DATA FOR REVIEW:

Content starts

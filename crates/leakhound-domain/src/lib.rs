//! Leakhound Domain Layer
//!
//! This crate contains the core domain model for Leakhound, a pipeline that
//! triages potential credential leaks found in a text corpus. It has no
//! external dependencies beyond `uuid` and defines the fundamental value
//! objects and trait interfaces that all other layers depend upon.
//!
//! ## Key Concepts
//!
//! - **Candidate**: a matched substring plus its surrounding text, discovered
//!   by the corpus hunt
//! - **Verdict**: the structured confidence judgment produced for a candidate
//! - **Confidence**: the High/Medium/Low/None level a verdict carries
//! - **Finding**: a persistable record for an accepted (High/Medium) verdict
//!
//! ## Architecture
//!
//! This crate follows Clean Architecture:
//! - Pure domain logic only
//! - Infrastructure implementations live in other crates
//! - Trait definitions for all external interactions

#![warn(missing_docs)]
#![warn(clippy::all)]

pub mod candidate;
pub mod finding;
pub mod traits;
pub mod verdict;

// Re-exports for convenience
pub use candidate::Candidate;
pub use finding::{Finding, FindingId, MAX_FIELD_CHARS};
pub use traits::{CandidateSource, FindingSink, HuntError, InsertFailure, LlmProvider};
pub use verdict::{Confidence, Verdict};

Content ends

YOUR INSTRUCTIONS: Using the material above, print word for word the lines from the one holding "layers depend upon." through the last line.

TASK SOLUTION:
//! objects and trait interfaces that all other layers depend upon.
//!
//! ## Key Concepts
//!
//! - **Candidate**: a matched substring plus its surrounding text, discovered
//!   by the corpus hunt
//! - **Verdict**: the structured confidence judgment produced for a candidate
//! - **Confidence**: the High/Medium/Low/None level a verdict carries
//! - **Finding**: a persistable record for an accepted (High/Medium) verdict
//!
//! ## Architecture
//!
//! This crate follows Clean Architecture:
//! - Pure domain logic only
//! - Infrastructure implementations live in other crates
//! - Trait definitions for all external interactions

#![warn(missing_docs)]
#![warn(clippy::all)]

pub mod candidate;
pub mod finding;
pub mod traits;
pub mod verdict;

// Re-exports for convenience
pub use candidate::Candidate;
pub use finding::{Finding, FindingId, MAX_FIELD_CHARS};
pub use traits::{CandidateSource, FindingSink, HuntError, InsertFailure, LlmProvider};
pub use verdict::{Confidence, Verdict};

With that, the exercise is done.